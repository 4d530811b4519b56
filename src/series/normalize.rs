// =============================================================================
// Column normalization and frame → bar conversion
// =============================================================================
//
// Rules, applied in order, each a no-op when its column is absent:
//   1. drop `Change`       (pre-computed pct change, unused)
//   2. drop `Adj Close`    (unadjusted `Close` is canonical)
//   3. `Volume_USDT` → `Volume` (quote-currency volume; one volume survives)
//
// Re-applying the rules to a normalized frame changes nothing.
// =============================================================================

use std::collections::BTreeMap;

use anyhow::{Context, Result};
use chrono::NaiveDate;
use tracing::debug;

use crate::provider::RawFrame;
use crate::types::PriceBar;

pub const CHANGE: &str = "Change";
pub const ADJ_CLOSE: &str = "Adj Close";
pub const QUOTE_VOLUME: &str = "Volume_USDT";
pub const VOLUME: &str = "Volume";

/// Apply the three normalization rules in place. Returns the names of the
/// rules that changed something.
pub fn normalize_columns(frame: &mut RawFrame) -> Vec<&'static str> {
    let mut applied = Vec::new();
    if frame.drop_column(CHANGE) {
        applied.push("drop_change");
    }
    if frame.drop_column(ADJ_CLOSE) {
        applied.push("drop_adj_close");
    }
    if frame.rename_column(QUOTE_VOLUME, VOLUME) {
        applied.push("rename_quote_volume");
    }
    applied
}

/// Turn a normalized frame into bars sorted strictly ascending by date.
///
/// - duplicate dates keep the last row
/// - rows with a non-finite open/high/low/close are dropped
/// - volume is rounded and clamped at zero; a missing column means zero
pub fn to_price_bars(frame: &RawFrame) -> Result<Vec<PriceBar>> {
    let open = frame.column("Open").context("series has no 'Open' column")?;
    let high = frame.column("High").context("series has no 'High' column")?;
    let low = frame.column("Low").context("series has no 'Low' column")?;
    let close = frame.column("Close").context("series has no 'Close' column")?;
    let volume = frame.column(VOLUME);

    let mut by_date: BTreeMap<NaiveDate, PriceBar> = BTreeMap::new();
    let mut dropped = 0usize;

    for (i, &date) in frame.dates.iter().enumerate() {
        let (o, h, l, c) = (open[i], high[i], low[i], close[i]);
        if !(o.is_finite() && h.is_finite() && l.is_finite() && c.is_finite()) {
            dropped += 1;
            continue;
        }
        let v = volume
            .map(|col| col[i])
            .filter(|v| v.is_finite())
            .map_or(0, |v| v.max(0.0).round() as u64);

        by_date.insert(
            date,
            PriceBar {
                date,
                open: o,
                high: h,
                low: l,
                close: c,
                volume: v,
            },
        );
    }

    if dropped > 0 {
        debug!(dropped, "rows with missing prices dropped");
    }
    Ok(by_date.into_values().collect())
}
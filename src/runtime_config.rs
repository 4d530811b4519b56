// =============================================================================
// Runtime Configuration: dashboard settings loaded from JSON
// =============================================================================
//
// Every field carries a serde default so an empty or partial JSON file still
// loads. Environment variables override the file.
// =============================================================================

use std::path::Path;

use anyhow::{Context, Result};
use serde::{Deserialize, Serialize};
use tracing::info;

// =============================================================================
// Default-value helpers (required by serde `default = "..."` attribute)
// =============================================================================

fn default_true() -> bool {
    true
}

fn default_bind_addr() -> String {
    "0.0.0.0:3001".to_string()
}

fn default_krx_base_url() -> String {
    "http://data.krx.co.kr".to_string()
}

fn default_nasdaq_base_url() -> String {
    "https://api.nasdaq.com".to_string()
}

fn default_naver_base_url() -> String {
    "https://api.stock.naver.com".to_string()
}

fn default_yahoo_base_url() -> String {
    "https://query1.finance.yahoo.com".to_string()
}

fn default_timeout_secs() -> u64 {
    10
}

fn default_user_agent() -> String {
    "Mozilla/5.0 (X11; Linux x86_64) candle-dashboard/1.0".to_string()
}

pub const DEFAULT_LOOKBACK_DAYS: i64 = 90;

fn default_lookback_days() -> i64 {
    DEFAULT_LOOKBACK_DAYS
}

fn default_mavs() -> Vec<usize> {
    vec![5, 10, 20]
}

fn default_min_bars() -> usize {
    5
}

// =============================================================================
// ProviderConfig
// =============================================================================

/// Endpoints and HTTP settings for the market data provider.
#[derive(Debug, Clone, Serialize, Deserialize)]
pub struct ProviderConfig {
    #[serde(default = "default_krx_base_url")]
    pub krx_base_url: String,

    #[serde(default = "default_nasdaq_base_url")]
    pub nasdaq_base_url: String,

    #[serde(default = "default_naver_base_url")]
    pub naver_base_url: String,

    #[serde(default = "default_yahoo_base_url")]
    pub yahoo_base_url: String,

    /// Per-request timeout. The only timeout in the pipeline.
    #[serde(default = "default_timeout_secs")]
    pub timeout_secs: u64,

    /// Nasdaq and Yahoo refuse requests without a browser-like agent.
    #[serde(default = "default_user_agent")]
    pub user_agent: String,
}

impl Default for ProviderConfig {
    fn default() -> Self {
        Self {
            krx_base_url: default_krx_base_url(),
            nasdaq_base_url: default_nasdaq_base_url(),
            naver_base_url: default_naver_base_url(),
            yahoo_base_url: default_yahoo_base_url(),
            timeout_secs: default_timeout_secs(),
            user_agent: default_user_agent(),
        }
    }
}

// =============================================================================
// DashboardConfig
// =============================================================================

/// Top-level configuration for the dashboard backend.
#[derive(Debug, Clone, Serialize, Deserialize)]
pub struct DashboardConfig {
    /// Address the REST API binds to.
    #[serde(default = "default_bind_addr")]
    pub bind_addr: String,

    #[serde(default)]
    pub provider: ProviderConfig,

    // --- Request defaults ---------------------------------------------------

    /// Start date default: today minus this many days.
    #[serde(default = "default_lookback_days")]
    pub default_lookback_days: i64,

    /// MAV windows selected when a request names none.
    #[serde(default = "default_mavs")]
    pub default_mavs: Vec<usize>,

    #[serde(default = "default_true")]
    pub default_show_volume: bool,

    #[serde(default = "default_true")]
    pub default_show_bollinger: bool,

    // --- Validation ---------------------------------------------------------

    /// Fewer bars than this halts the chart flow.
    #[serde(default = "default_min_bars")]
    pub min_bars: usize,
}

impl Default for DashboardConfig {
    fn default() -> Self {
        Self {
            bind_addr: default_bind_addr(),
            provider: ProviderConfig::default(),
            default_lookback_days: default_lookback_days(),
            default_mavs: default_mavs(),
            default_show_volume: true,
            default_show_bollinger: true,
            min_bars: default_min_bars(),
        }
    }
}

impl DashboardConfig {
    /// Load configuration from a JSON file at `path`.
    ///
    /// A missing file is an error; the caller falls back to defaults.
    pub fn load(path: impl AsRef<Path>) -> Result<Self> {
        let path = path.as_ref();

        let content = std::fs::read_to_string(path)
            .with_context(|| format!("failed to read dashboard config from {}", path.display()))?;

        let config: Self = serde_json::from_str(&content)
            .with_context(|| format!("failed to parse dashboard config from {}", path.display()))?;

        info!(
            path = %path.display(),
            bind_addr = %config.bind_addr,
            min_bars = config.min_bars,
            "dashboard config loaded"
        );

        Ok(config)
    }

    /// Apply `DASHBOARD_*` environment overrides.
    pub fn apply_env(&mut self) {
        if let Ok(addr) = std::env::var("DASHBOARD_BIND_ADDR") {
            if !addr.trim().is_empty() {
                self.bind_addr = addr.trim().to_string();
            }
        }
        if let Some(secs) = std::env::var("DASHBOARD_PROVIDER_TIMEOUT_SECS")
            .ok()
            .and_then(|s| s.trim().parse().ok())
        {
            self.provider.timeout_secs = secs;
        }
    }
}

// =============================================================================
// Tests
// =============================================================================
#[cfg(test)]
mod tests {
    use super::*;

    #[test]
    fn default_config_has_expected_values() {
        let cfg = DashboardConfig::default();
        assert_eq!(cfg.bind_addr, "0.0.0.0:3001");
        assert_eq!(cfg.default_lookback_days, 90);
        assert_eq!(cfg.default_mavs, vec![5, 10, 20]);
        assert!(cfg.default_show_volume);
        assert!(cfg.default_show_bollinger);
        assert_eq!(cfg.min_bars, 5);
        assert_eq!(cfg.provider.timeout_secs, 10);
    }

    #[test]
    fn deserialise_empty_json_uses_defaults() {
        let cfg: DashboardConfig = serde_json::from_str("{}").unwrap();
        assert_eq!(cfg.min_bars, 5);
        assert_eq!(cfg.provider.yahoo_base_url, "https://query1.finance.yahoo.com");
    }

    #[test]
    fn deserialise_partial_json_fills_defaults() {
        let json = r#"{ "default_mavs": [20, 60], "provider": { "timeout_secs": 3 } }"#;
        let cfg: DashboardConfig = serde_json::from_str(json).unwrap();
        assert_eq!(cfg.default_mavs, vec![20, 60]);
        assert_eq!(cfg.provider.timeout_secs, 3);
        assert_eq!(cfg.provider.krx_base_url, "http://data.krx.co.kr");
        assert!(cfg.default_show_bollinger);
    }

    #[test]
    fn load_reads_file_from_disk() {
        let dir = std::env::temp_dir().join(format!("dashboard-cfg-{}", uuid::Uuid::new_v4()));
        std::fs::create_dir_all(&dir).unwrap();
        let path = dir.join("dashboard_config.json");
        std::fs::write(&path, r#"{ "min_bars": 10, "bind_addr": "127.0.0.1:4000" }"#).unwrap();

        let loaded = DashboardConfig::load(&path).unwrap();
        assert_eq!(loaded.min_bars, 10);
        assert_eq!(loaded.bind_addr, "127.0.0.1:4000");
        assert_eq!(loaded.default_lookback_days, 90);

        std::fs::remove_dir_all(&dir).unwrap();
    }

    #[test]
    fn load_missing_file_is_error() {
        assert!(DashboardConfig::load("/nonexistent/dashboard_config.json").is_err());
    }
}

YOUR GOAL:
Starting with the first line of the entries, transcribe every line up to and including the one with "pub fn to_price_bars(frame: &RawFrame)".

RESULT:
repository 4d530811b4519b56
filename src/series/normalize.rs
// =============================================================================
// Column normalization and frame → bar conversion
// =============================================================================
//
// Rules, applied in order, each a no-op when its column is absent:
//   1. drop `Change`       (pre-computed pct change, unused)
//   2. drop `Adj Close`    (unadjusted `Close` is canonical)
//   3. `Volume_USDT` → `Volume` (quote-currency volume; one volume survives)
//
// Re-applying the rules to a normalized frame changes nothing.
// =============================================================================

use std::collections::BTreeMap;

use anyhow::{Context, Result};
use chrono::NaiveDate;
use tracing::debug;

use crate::provider::RawFrame;
use crate::types::PriceBar;

pub const CHANGE: &str = "Change";
pub const ADJ_CLOSE: &str = "Adj Close";
pub const QUOTE_VOLUME: &str = "Volume_USDT";
pub const VOLUME: &str = "Volume";

/// Apply the three normalization rules in place. Returns the names of the
/// rules that changed something.
pub fn normalize_columns(frame: &mut RawFrame) -> Vec<&'static str> {
    let mut applied = Vec::new();
    if frame.drop_column(CHANGE) {
        applied.push("drop_change");
    }
    if frame.drop_column(ADJ_CLOSE) {
        applied.push("drop_adj_close");
    }
    if frame.rename_column(QUOTE_VOLUME, VOLUME) {
        applied.push("rename_quote_volume");
    }
    applied
}

/// Turn a normalized frame into bars sorted strictly ascending by date.
///
/// - duplicate dates keep the last row
/// - rows with a non-finite open/high/low/close are dropped
/// - volume is rounded and clamped at zero; a missing column means zero
pub fn to_price_bars(frame: &RawFrame) -> Result<Vec<PriceBar>> {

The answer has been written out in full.